§ Task brief:
Please copy each line from the entries that contains the string "take".

--- Data supplied Enclosed Below ---

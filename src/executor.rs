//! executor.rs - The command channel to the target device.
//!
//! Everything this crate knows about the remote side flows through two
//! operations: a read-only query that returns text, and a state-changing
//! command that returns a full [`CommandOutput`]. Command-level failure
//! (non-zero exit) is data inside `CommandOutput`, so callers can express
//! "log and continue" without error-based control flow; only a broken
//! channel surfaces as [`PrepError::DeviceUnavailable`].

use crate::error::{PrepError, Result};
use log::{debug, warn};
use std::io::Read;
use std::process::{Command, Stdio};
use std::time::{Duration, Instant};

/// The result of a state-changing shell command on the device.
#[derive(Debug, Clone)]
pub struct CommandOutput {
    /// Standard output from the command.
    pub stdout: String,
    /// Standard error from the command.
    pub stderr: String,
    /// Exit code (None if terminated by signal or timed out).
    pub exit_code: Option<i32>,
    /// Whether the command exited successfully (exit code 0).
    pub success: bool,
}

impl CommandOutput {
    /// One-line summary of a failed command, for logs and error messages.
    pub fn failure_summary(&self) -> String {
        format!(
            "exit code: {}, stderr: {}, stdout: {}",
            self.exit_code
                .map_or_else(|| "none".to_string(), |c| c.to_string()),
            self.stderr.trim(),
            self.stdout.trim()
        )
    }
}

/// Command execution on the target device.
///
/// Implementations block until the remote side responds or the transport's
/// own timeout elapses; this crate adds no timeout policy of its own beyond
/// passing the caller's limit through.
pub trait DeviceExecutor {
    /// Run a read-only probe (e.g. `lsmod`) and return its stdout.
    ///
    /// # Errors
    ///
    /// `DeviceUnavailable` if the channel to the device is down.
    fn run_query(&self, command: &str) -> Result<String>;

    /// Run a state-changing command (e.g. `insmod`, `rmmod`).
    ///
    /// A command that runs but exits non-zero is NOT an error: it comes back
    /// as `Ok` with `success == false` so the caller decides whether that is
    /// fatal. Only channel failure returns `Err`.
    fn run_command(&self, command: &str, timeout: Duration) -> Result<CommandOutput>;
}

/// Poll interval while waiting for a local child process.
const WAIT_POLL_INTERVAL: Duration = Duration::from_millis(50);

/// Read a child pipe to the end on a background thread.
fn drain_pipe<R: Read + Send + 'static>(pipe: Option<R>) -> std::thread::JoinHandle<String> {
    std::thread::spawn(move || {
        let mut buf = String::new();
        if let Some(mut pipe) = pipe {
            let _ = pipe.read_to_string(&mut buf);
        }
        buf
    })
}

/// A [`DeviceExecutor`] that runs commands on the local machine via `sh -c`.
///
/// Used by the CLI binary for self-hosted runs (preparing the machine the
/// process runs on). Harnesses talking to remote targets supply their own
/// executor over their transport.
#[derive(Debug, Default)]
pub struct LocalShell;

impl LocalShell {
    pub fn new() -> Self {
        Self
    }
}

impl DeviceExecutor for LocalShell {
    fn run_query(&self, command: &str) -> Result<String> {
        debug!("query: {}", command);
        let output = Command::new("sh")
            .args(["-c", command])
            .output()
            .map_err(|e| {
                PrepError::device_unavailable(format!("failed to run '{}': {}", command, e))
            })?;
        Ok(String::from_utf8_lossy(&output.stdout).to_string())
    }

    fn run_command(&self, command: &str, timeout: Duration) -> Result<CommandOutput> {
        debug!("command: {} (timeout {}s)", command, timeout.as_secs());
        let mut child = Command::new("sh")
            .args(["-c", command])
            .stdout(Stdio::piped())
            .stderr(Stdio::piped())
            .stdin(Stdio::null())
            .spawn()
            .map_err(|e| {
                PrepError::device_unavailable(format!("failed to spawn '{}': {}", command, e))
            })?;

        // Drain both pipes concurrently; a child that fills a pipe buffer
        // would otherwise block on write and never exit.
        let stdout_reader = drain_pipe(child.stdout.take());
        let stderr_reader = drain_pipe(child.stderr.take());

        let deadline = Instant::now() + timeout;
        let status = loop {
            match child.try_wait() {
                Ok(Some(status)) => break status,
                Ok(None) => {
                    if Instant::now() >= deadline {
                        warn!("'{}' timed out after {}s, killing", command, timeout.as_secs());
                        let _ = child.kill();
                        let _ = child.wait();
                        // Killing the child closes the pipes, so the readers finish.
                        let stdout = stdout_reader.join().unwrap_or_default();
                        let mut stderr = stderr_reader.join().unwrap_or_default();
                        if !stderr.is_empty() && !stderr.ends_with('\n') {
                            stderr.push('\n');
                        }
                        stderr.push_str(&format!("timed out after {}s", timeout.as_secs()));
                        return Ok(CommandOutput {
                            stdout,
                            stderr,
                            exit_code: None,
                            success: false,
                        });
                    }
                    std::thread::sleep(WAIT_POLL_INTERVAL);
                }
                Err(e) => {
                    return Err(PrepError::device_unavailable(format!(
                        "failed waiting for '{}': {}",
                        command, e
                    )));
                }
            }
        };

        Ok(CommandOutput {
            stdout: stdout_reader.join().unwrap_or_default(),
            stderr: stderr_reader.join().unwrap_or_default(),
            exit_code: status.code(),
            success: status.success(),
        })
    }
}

--- End of Enclosed Data supplied ---
--- Data supplied Enclosed Below ---

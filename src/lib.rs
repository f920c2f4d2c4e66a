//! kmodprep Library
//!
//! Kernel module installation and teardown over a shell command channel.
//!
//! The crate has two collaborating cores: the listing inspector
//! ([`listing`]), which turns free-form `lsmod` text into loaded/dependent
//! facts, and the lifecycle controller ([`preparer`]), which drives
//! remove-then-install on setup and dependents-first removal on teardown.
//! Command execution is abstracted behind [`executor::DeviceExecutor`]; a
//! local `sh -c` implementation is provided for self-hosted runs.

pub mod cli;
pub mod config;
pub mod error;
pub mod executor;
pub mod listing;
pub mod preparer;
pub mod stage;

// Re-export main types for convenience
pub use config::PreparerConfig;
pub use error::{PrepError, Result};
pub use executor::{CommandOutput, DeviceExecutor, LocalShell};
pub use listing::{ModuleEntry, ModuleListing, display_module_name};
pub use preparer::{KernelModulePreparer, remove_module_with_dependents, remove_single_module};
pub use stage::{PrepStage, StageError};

--- End of Enclosed Data supplied ---
--- Data supplied Enclosed Below ---

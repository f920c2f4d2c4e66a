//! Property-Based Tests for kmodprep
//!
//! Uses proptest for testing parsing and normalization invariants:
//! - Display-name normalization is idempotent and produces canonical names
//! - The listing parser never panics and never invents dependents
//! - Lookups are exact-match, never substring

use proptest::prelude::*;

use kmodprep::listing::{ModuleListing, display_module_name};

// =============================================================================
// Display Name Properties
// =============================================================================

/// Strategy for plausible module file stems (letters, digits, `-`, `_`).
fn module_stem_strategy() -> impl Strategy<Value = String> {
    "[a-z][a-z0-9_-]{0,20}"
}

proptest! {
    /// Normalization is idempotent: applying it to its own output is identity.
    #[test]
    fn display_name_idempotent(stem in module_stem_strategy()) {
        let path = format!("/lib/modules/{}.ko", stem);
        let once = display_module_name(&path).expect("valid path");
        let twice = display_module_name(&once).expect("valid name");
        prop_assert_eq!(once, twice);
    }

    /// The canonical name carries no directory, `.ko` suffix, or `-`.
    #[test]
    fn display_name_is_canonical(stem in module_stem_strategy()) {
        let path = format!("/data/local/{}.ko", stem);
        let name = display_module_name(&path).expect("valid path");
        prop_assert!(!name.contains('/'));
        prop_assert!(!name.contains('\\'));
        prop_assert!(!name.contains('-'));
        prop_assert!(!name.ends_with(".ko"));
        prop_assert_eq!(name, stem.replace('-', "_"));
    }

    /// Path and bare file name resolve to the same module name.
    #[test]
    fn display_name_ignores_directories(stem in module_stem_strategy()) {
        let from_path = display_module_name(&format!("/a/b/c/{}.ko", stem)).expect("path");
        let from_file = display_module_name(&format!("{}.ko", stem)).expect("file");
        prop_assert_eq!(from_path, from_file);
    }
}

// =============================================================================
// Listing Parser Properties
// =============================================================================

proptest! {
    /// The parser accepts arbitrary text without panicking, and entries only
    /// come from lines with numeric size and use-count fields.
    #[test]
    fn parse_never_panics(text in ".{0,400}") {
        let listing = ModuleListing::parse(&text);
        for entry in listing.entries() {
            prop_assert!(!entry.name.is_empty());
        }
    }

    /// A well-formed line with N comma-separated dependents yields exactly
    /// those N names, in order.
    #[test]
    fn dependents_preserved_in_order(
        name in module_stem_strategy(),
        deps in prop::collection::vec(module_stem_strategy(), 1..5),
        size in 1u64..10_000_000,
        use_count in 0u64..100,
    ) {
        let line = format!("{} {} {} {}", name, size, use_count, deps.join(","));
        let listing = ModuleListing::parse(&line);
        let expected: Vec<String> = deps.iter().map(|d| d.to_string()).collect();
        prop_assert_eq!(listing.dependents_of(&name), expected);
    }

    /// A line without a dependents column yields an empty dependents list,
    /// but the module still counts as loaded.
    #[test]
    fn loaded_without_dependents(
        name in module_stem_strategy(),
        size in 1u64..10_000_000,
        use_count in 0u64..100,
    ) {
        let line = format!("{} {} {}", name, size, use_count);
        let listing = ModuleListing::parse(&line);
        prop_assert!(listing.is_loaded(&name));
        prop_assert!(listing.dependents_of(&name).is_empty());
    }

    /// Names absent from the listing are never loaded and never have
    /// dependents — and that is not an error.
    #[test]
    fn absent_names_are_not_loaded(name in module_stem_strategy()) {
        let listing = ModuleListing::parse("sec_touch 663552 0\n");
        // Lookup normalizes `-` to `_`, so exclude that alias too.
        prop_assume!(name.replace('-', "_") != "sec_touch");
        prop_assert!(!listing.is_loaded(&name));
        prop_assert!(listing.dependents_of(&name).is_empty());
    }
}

--- End of Enclosed Data supplied ---

§ Result of this exercise:
        let stdout_reader = drain_pipe(child.stdout.take());
        let stderr_reader = drain_pipe(child.stderr.take());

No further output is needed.